そんなに「ドラッグ」が危険に見えないという判断なのかと思うものの,ありえなさそうな例ですが,売人が「ドラッグ怖くないよ。『ドラッグストア』の『ドラッグ』だよ。安全だよ」みたいに言ってきたのに騙される人が問題なのであって,そういう人は「『脱法』って言うけどそれってつまりは『合法』でしょ」で一発で騙される気がします。逆もそうで,「脱法」で分からないと,「ドラッグ」でも分かるか怪しい。
だから,騙されやすい人には「ふぇぇ? 『合法』でも『ハーブ』でも『危険』だよぉ」と悪を撃退していただくのが社会のために良い策となってしまうのも仕方ない感じです。なんというか,「危険と考えさせるにはそのまま『危険』と名付けてしまえ」なんてナイーブな方法がかえって上手くいく*4世界。単に「危険」と言うだけだと,「日光の当たる場所で保管すると薬の成分が変化して『危険』」というのと区別つかないので,本当は「なぜ危険か」に踏み込んだ名前にしてほしい,以前から言われる「乱用薬物」のほうがよほど(脱法のものも含め)正しく表せるのになと思いますが,「乱用しなければ大丈夫」に簡単に騙されそうで駄目ですね。
新呼称公募をする時点で「我々に必要なのは『正しい』テクニカルタームではなく効果的な宣伝文句だ」という話のようでした。それに続く今回の新呼称決定について,「馬鹿*5に説明するのは無駄」という結論を厚生労働省警察庁が出したという見方を私はします。

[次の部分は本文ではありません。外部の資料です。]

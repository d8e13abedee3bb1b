//! Synthetic XRGB8888 content: vertical colour bars with a square that
//! bounces around the screen.
//!
//! Each [`advance`](TestPattern::advance) moves the square and returns
//! the damaged region: the union of where it was and where it is now.

use trigger6_core::{Framebuffer, Rect};

const BARS: [u32; 8] = [
    0x00ff_ffff, // white
    0x00ff_ff00, // yellow
    0x0000_ffff, // cyan
    0x0000_ff00, // green
    0x00ff_00ff, // magenta
    0x00ff_0000, // red
    0x0000_00ff, // blue
    0x0000_0000, // black
];

const BOX_COLOUR: u32 = 0x0080_8080;
const STEP: i64 = 7;

pub struct TestPattern {
    width: u32,
    height: u32,
    pixels: Vec<u8>,
    box_size: u32,
    box_rect: Rect,
    dx: i64,
    dy: i64,
}

impl TestPattern {
    pub fn new(width: u32, height: u32, box_size: u32) -> Self {
        let box_size = box_size.clamp(1, width.min(height).max(1));
        let mut pattern = Self {
            width,
            height,
            pixels: vec![0u8; width as usize * height as usize * 4],
            box_size,
            box_rect: Rect::from_xywh(0, 0, box_size, box_size),
            dx: STEP,
            dy: STEP,
        };
        pattern.fill(pattern.bounds());
        pattern
    }

    pub fn bounds(&self) -> Rect {
        Rect::new(0, 0, self.width, self.height)
    }

    pub fn framebuffer(&self) -> Framebuffer<'_> {
        Framebuffer::packed(&self.pixels, self.width, self.height)
    }

    /// Current position of the square.
    pub fn box_rect(&self) -> Rect {
        self.box_rect
    }

    /// Move the square one step and redraw; returns the damaged region.
    pub fn advance(&mut self) -> Rect {
        let old = self.box_rect;

        let max_x = i64::from(self.width - self.box_size);
        let max_y = i64::from(self.height - self.box_size);
        let (x, dx) = bounce(i64::from(old.x1), self.dx, max_x);
        let (y, dy) = bounce(i64::from(old.y1), self.dy, max_y);
        self.dx = dx;
        self.dy = dy;
        self.box_rect = Rect::from_xywh(x as u32, y as u32, self.box_size, self.box_size);

        self.fill(old);
        self.fill(self.box_rect);
        old.union(&self.box_rect)
    }

    /// Repaint `area` from the bars and the square.
    fn fill(&mut self, area: Rect) {
        let bar_width = (self.width / BARS.len() as u32).max(1);
        let stride = self.width as usize * 4;
        for y in area.y1..area.y2 {
            for x in area.x1..area.x2 {
                let inside = x >= self.box_rect.x1
                    && x < self.box_rect.x2
                    && y >= self.box_rect.y1
                    && y < self.box_rect.y2;
                let colour = if inside {
                    BOX_COLOUR
                } else {
                    BARS[((x / bar_width) as usize).min(BARS.len() - 1)]
                };
                let at = y as usize * stride + x as usize * 4;
                self.pixels[at..at + 4].copy_from_slice(&colour.to_le_bytes());
            }
        }
    }
}

fn bounce(pos: i64, delta: i64, max: i64) -> (i64, i64) {
    let next = pos + delta;
    if next < 0 {
        (0, -delta)
    } else if next > max {
        (max, -delta)
    } else {
        (next, delta)
    }
}

// ── Tests ────────────────────────────────────────────────────────
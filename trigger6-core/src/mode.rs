//! Display mode table reported by the adapter.
//!
//! The adapter exposes its supported timings as a table of
//! [`MODE_COUNT`] packed little-endian records of [`MODE_RECORD_SIZE`]
//! bytes each. The table is read in two control transfers
//! ([`MODE_TABLE_FIRST_READ`] then [`MODE_TABLE_SECOND_READ`] bytes).
//!
//! ## Record layout
//!
//! ```text
//! pixel_clock_khz:                      u32  (4)
//! refresh_rate_hz:                      u16  (2)
//! line_total_pixels:                    u16  (2)
//! line_active_pixels:                   u16  (2)
//! line_active_plus_front_porch_pixels:  u16  (2)
//! line_sync_width:                      u16  (2)
//! frame_total_lines:                    u16  (2)
//! frame_active_lines:                   u16  (2)
//! frame_active_plus_front_porch_lines:  u16  (2)
//! frame_sync_width:                     u16  (2)
//! reserved[0..3]:                       u16  (6)
//! sync_polarity_0:                      u8   (1)
//! sync_polarity_1:                      u8   (1)
//! reserved[3]:                          u16  (2)
//! ```

use crate::error::Trigger6Error;

// ── Constants ────────────────────────────────────────────────────

/// Size of one packed mode record.
pub const MODE_RECORD_SIZE: usize = 32;

/// Number of records in the adapter's mode table.
pub const MODE_COUNT: usize = 30;

/// Total size of the raw mode table.
pub const MODE_TABLE_SIZE: usize = MODE_RECORD_SIZE * MODE_COUNT;

/// Length of the first mode-table read.
pub const MODE_TABLE_FIRST_READ: usize = 512;

/// Length of the second mode-table read (at offset [`MODE_TABLE_FIRST_READ`]).
pub const MODE_TABLE_SECOND_READ: usize = MODE_TABLE_SIZE - MODE_TABLE_FIRST_READ;

// ── DisplayMode ──────────────────────────────────────────────────

/// One video timing supported by the adapter.
///
/// `reserved` holds the fields whose meaning is unknown; they are kept
/// so that [`to_bytes`](Self::to_bytes) reproduces the record exactly.
#[derive(Debug, Clone, Copy, PartialEq, Eq, Hash, Default)]
pub struct DisplayMode {
    pub pixel_clock_khz: u32,
    pub refresh_rate_hz: u16,
    pub line_total_pixels: u16,
    pub line_active_pixels: u16,
    pub line_active_plus_front_porch_pixels: u16,
    pub line_sync_width: u16,
    pub frame_total_lines: u16,
    pub frame_active_lines: u16,
    pub frame_active_plus_front_porch_lines: u16,
    pub frame_sync_width: u16,
    pub sync_polarity_0: u8,
    pub sync_polarity_1: u8,
    pub reserved: [u16; 4],
}

impl DisplayMode {
    /// Decode one packed record.
    pub fn from_bytes(bytes: &[u8; MODE_RECORD_SIZE]) -> Self {
        let u16_at = |off: usize| u16::from_le_bytes([bytes[off], bytes[off + 1]]);
        Self {
            pixel_clock_khz: u32::from_le_bytes([bytes[0], bytes[1], bytes[2], bytes[3]]),
            refresh_rate_hz: u16_at(4),
            line_total_pixels: u16_at(6),
            line_active_pixels: u16_at(8),
            line_active_plus_front_porch_pixels: u16_at(10),
            line_sync_width: u16_at(12),
            frame_total_lines: u16_at(14),
            frame_active_lines: u16_at(16),
            frame_active_plus_front_porch_lines: u16_at(18),
            frame_sync_width: u16_at(20),
            reserved: [u16_at(22), u16_at(24), u16_at(26), u16_at(30)],
            sync_polarity_0: bytes[28],
            sync_polarity_1: bytes[29],
        }
    }

    /// Encode back into the packed record the adapter expects.
    pub fn to_bytes(&self) -> [u8; MODE_RECORD_SIZE] {
        let mut buf = [0u8; MODE_RECORD_SIZE];
        buf[0..4].copy_from_slice(&self.pixel_clock_khz.to_le_bytes());
        buf[4..6].copy_from_slice(&self.refresh_rate_hz.to_le_bytes());
        buf[6..8].copy_from_slice(&self.line_total_pixels.to_le_bytes());
        buf[8..10].copy_from_slice(&self.line_active_pixels.to_le_bytes());
        buf[10..12].copy_from_slice(&self.line_active_plus_front_porch_pixels.to_le_bytes());
        buf[12..14].copy_from_slice(&self.line_sync_width.to_le_bytes());
        buf[14..16].copy_from_slice(&self.frame_total_lines.to_le_bytes());
        buf[16..18].copy_from_slice(&self.frame_active_lines.to_le_bytes());
        buf[18..20].copy_from_slice(&self.frame_active_plus_front_porch_lines.to_le_bytes());
        buf[20..22].copy_from_slice(&self.frame_sync_width.to_le_bytes());
        buf[22..24].copy_from_slice(&self.reserved[0].to_le_bytes());
        buf[24..26].copy_from_slice(&self.reserved[1].to_le_bytes());
        buf[26..28].copy_from_slice(&self.reserved[2].to_le_bytes());
        buf[28] = self.sync_polarity_0;
        buf[29] = self.sync_polarity_1;
        buf[30..32].copy_from_slice(&self.reserved[3].to_le_bytes());
        buf
    }

    /// Active width in pixels.
    pub fn width(&self) -> u16 {
        self.line_active_pixels
    }

    /// Active height in lines.
    pub fn height(&self) -> u16 {
        self.frame_active_lines
    }

    fn matches(&self, width: u16, height: u16, refresh_hz: u16) -> bool {
        self.line_active_pixels == width
            && self.frame_active_lines == height
            && self.refresh_rate_hz == refresh_hz
    }
}

impl std::fmt::Display for DisplayMode {
    fn fmt(&self, f: &mut std::fmt::Formatter<'_>) -> std::fmt::Result {
        write!(
            f,
            "{}x{}@{} ({} kHz)",
            self.line_active_pixels, self.frame_active_lines, self.refresh_rate_hz, self.pixel_clock_khz
        )
    }
}

// ── ModeCatalog ──────────────────────────────────────────────────

/// The adapter's mode table, in hardware order.
#[derive(Debug, Clone, PartialEq, Eq)]
pub struct ModeCatalog {
    modes: Vec<DisplayMode>,
}

impl ModeCatalog {
    /// Decode the raw table. Only the first [`MODE_TABLE_SIZE`] bytes
    /// are read; field values are not checked for plausibility.
    pub fn decode(raw: &[u8]) -> Result<Self, Trigger6Error> {
        if raw.len() < MODE_TABLE_SIZE {
            return Err(Trigger6Error::InvalidModeTable {
                expected: MODE_TABLE_SIZE,
                actual: raw.len(),
            });
        }

        let modes = raw[..MODE_TABLE_SIZE]
            .chunks_exact(MODE_RECORD_SIZE)
            .map(|record| {
                let mut bytes = [0u8; MODE_RECORD_SIZE];
                bytes.copy_from_slice(record);
                DisplayMode::from_bytes(&bytes)
            })
            .collect();

        Ok(Self { modes })
    }

    /// Re-encode the whole table.
    pub fn encode(&self) -> Vec<u8> {
        self.modes.iter().flat_map(|m| m.to_bytes()).collect()
    }

    /// First mode matching `width`x`height`@`refresh_hz`, in table order.
    pub fn lookup(&self, width: u16, height: u16, refresh_hz: u16) -> Option<DisplayMode> {
        self.modes
            .iter()
            .find(|m| m.matches(width, height, refresh_hz))
            .copied()
    }

    pub fn modes(&self) -> &[DisplayMode] {
        &self.modes
    }

    pub fn iter(&self) -> impl Iterator<Item = &DisplayMode> {
        self.modes.iter()
    }

    pub fn len(&self) -> usize {
        self.modes.len()
    }

    pub fn is_empty(&self) -> bool {
        self.modes.is_empty()
    }
}

// ── Tests ────────────────────────────────────────────────────────

#[cfg(test)]
mod tests {
    use super::*;

    fn mode(width: u16, height: u16, refresh: u16, clock: u32) -> DisplayMode {
        DisplayMode {
            pixel_clock_khz: clock,
            refresh_rate_hz: refresh,
            line_total_pixels: width + 280,
            line_active_pixels: width,
            line_active_plus_front_porch_pixels: width + 88,
            line_sync_width: 44,
            frame_total_lines: height + 45,
            frame_active_lines: height,
            frame_active_plus_front_porch_lines: height + 4,
            frame_sync_width: 5,
            sync_polarity_0: 1,
            sync_polarity_1: 1,
            reserved: [0x11, 0x22, 0x33, 0x44],
        }
    }

    fn table(modes: &[DisplayMode]) -> Vec<u8> {
        let mut raw = vec![0u8; MODE_TABLE_SIZE];
        for (i, m) in modes.iter().enumerate() {
            raw[i * MODE_RECORD_SIZE..(i + 1) * MODE_RECORD_SIZE].copy_from_slice(&m.to_bytes());
        }
        raw
    }

    #[test]
    fn read_sizes_cover_table() {
        assert_eq!(MODE_TABLE_FIRST_READ, 512);
        assert_eq!(MODE_TABLE_SECOND_READ, 448);
        assert_eq!(MODE_TABLE_FIRST_READ / MODE_RECORD_SIZE, 16);
    }

    #[test]
    fn decodes_fixed_count() {
        let catalog = ModeCatalog::decode(&table(&[])).unwrap();
        assert_eq!(catalog.len(), MODE_COUNT);
    }

    #[test]
    fn decodes_field_offsets() {
        let mut raw = vec![0u8; MODE_TABLE_SIZE];
        raw[0..4].copy_from_slice(&148_500u32.to_le_bytes());
        raw[4..6].copy_from_slice(&60u16.to_le_bytes());
        raw[8..10].copy_from_slice(&1920u16.to_le_bytes());
        raw[16..18].copy_from_slice(&1080u16.to_le_bytes());
        raw[28] = 1;
        raw[30..32].copy_from_slice(&0xBEEFu16.to_le_bytes());

        let catalog = ModeCatalog::decode(&raw).unwrap();
        let first = catalog.modes()[0];
        assert_eq!(first.pixel_clock_khz, 148_500);
        assert_eq!(first.refresh_rate_hz, 60);
        assert_eq!(first.width(), 1920);
        assert_eq!(first.height(), 1080);
        assert_eq!(first.sync_polarity_0, 1);
        assert_eq!(first.sync_polarity_1, 0);
        assert_eq!(first.reserved[3], 0xBEEF);
    }

    #[test]
    fn reserved_fields_survive_reencode() {
        let raw = table(&[mode(1280, 720, 60, 74_250), mode(1920, 1080, 60, 148_500)]);
        let catalog = ModeCatalog::decode(&raw).unwrap();
        assert_eq!(catalog.encode(), raw);
    }

    #[test]
    fn lookup_exact_match() {
        let raw = table(&[mode(1280, 720, 60, 74_250), mode(1920, 1080, 60, 148_500)]);
        let catalog = ModeCatalog::decode(&raw).unwrap();

        let hit = catalog.lookup(1920, 1080, 60).unwrap();
        assert_eq!(hit.pixel_clock_khz, 148_500);
        assert!(catalog.lookup(1920, 1080, 59).is_none());
    }

    #[test]
    fn lookup_first_match_wins() {
        let raw = table(&[mode(1920, 1080, 60, 148_500), mode(1920, 1080, 60, 138_500)]);
        let catalog = ModeCatalog::decode(&raw).unwrap();
        assert_eq!(catalog.lookup(1920, 1080, 60).unwrap().pixel_clock_khz, 148_500);
    }

    #[test]
    fn short_table_rejected() {
        let err = ModeCatalog::decode(&[0u8; MODE_TABLE_FIRST_READ]).unwrap_err();
        assert!(matches!(
            err,
            Trigger6Error::InvalidModeTable {
                expected: 960,
                actual: 512
            }
        ));
    }
}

*1:片腹痛いの語源は「傍(かたは)ら痛し」らしいですよ。

*2:アルコールとカフェインを除くための措置。

*3:日本の法律では区別されるらしい。

*4:「『危険』と名付けられているが本当に危険なのか」と疑える知性のある人を保護する必要はどうやらないみたいだ。

*5:今回はドラッグを使用する人たちを相手にしているのだから。